Recipe
Recipes for the Amateur College Cook: Minced Pork Rice Made Easy
Minced pork rice is the crown jewel of Taiwanese comfort food—don’t fight me on this one. I mean, it’s slow-simmered savory pork ladled atop a bed of steamed rice. Those who would pass that up must be few and far between. Growing up, I took home-cooked meals for granted, including my mom’s minced pork with tofu braised in the luscious meaty liquor. But living in an apartment a couple hundred miles from home has forced me to navigate the uncharted territory of cooking on my own. Calls with my mom are now 90% vocal instruction on how to sauté bok choy and cut kabocha with a butcher’s knife.
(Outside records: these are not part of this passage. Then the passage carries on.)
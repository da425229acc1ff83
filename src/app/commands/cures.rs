//! Natural cures flow.

use crate::app::AppContext;
use crate::domain::prompt::PromptContext;
use crate::domain::validation::parse_reply;
use crate::domain::{AppError, NaturalCures, NaturalCuresRequest};
use crate::ports::{JournalStore, ModelClient, ModelRequest, PromptKind};

pub fn execute<M: ModelClient, J: JournalStore>(
    ctx: &AppContext<M, J>,
    request: NaturalCuresRequest,
) -> Result<NaturalCures, AppError> {
    request.validate()?;

    let context = PromptContext::new().with_var("condition", request.condition.trim());
    let prompt = ctx.render_prompt(PromptKind::NaturalCures, &context)?;
    let reply =
        ctx.model().generate(ModelRequest::structured(prompt, NaturalCures::response_schema()))?;

    let cures: NaturalCures = parse_reply("cures", reply)?;
    cures.validate()?;
    Ok(cures)
}
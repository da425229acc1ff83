mod journal_store;
mod model_client;
mod prompt_store;
mod tool;

pub use journal_store::{JournalStore, MemoryJournalStore};
pub use model_client::{MockModelClient, ModelClient, ModelRequest};
pub use prompt_store::{PromptKind, PromptStore};
pub use tool::{StubProductSearch, ToolHandler};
I’m wholly convinced that almost all—if not all—Asian parents are self-taught Iron Chefs who refuse any culinary methodology that isn’t just cooking by eye, and my mom is one of them. That makes transcribing a family recipe infinitely harder, but multiple rounds of trial and error have culminated in my best attempt at replicating this childhood favorite. Hope you’re proud of me, Mom.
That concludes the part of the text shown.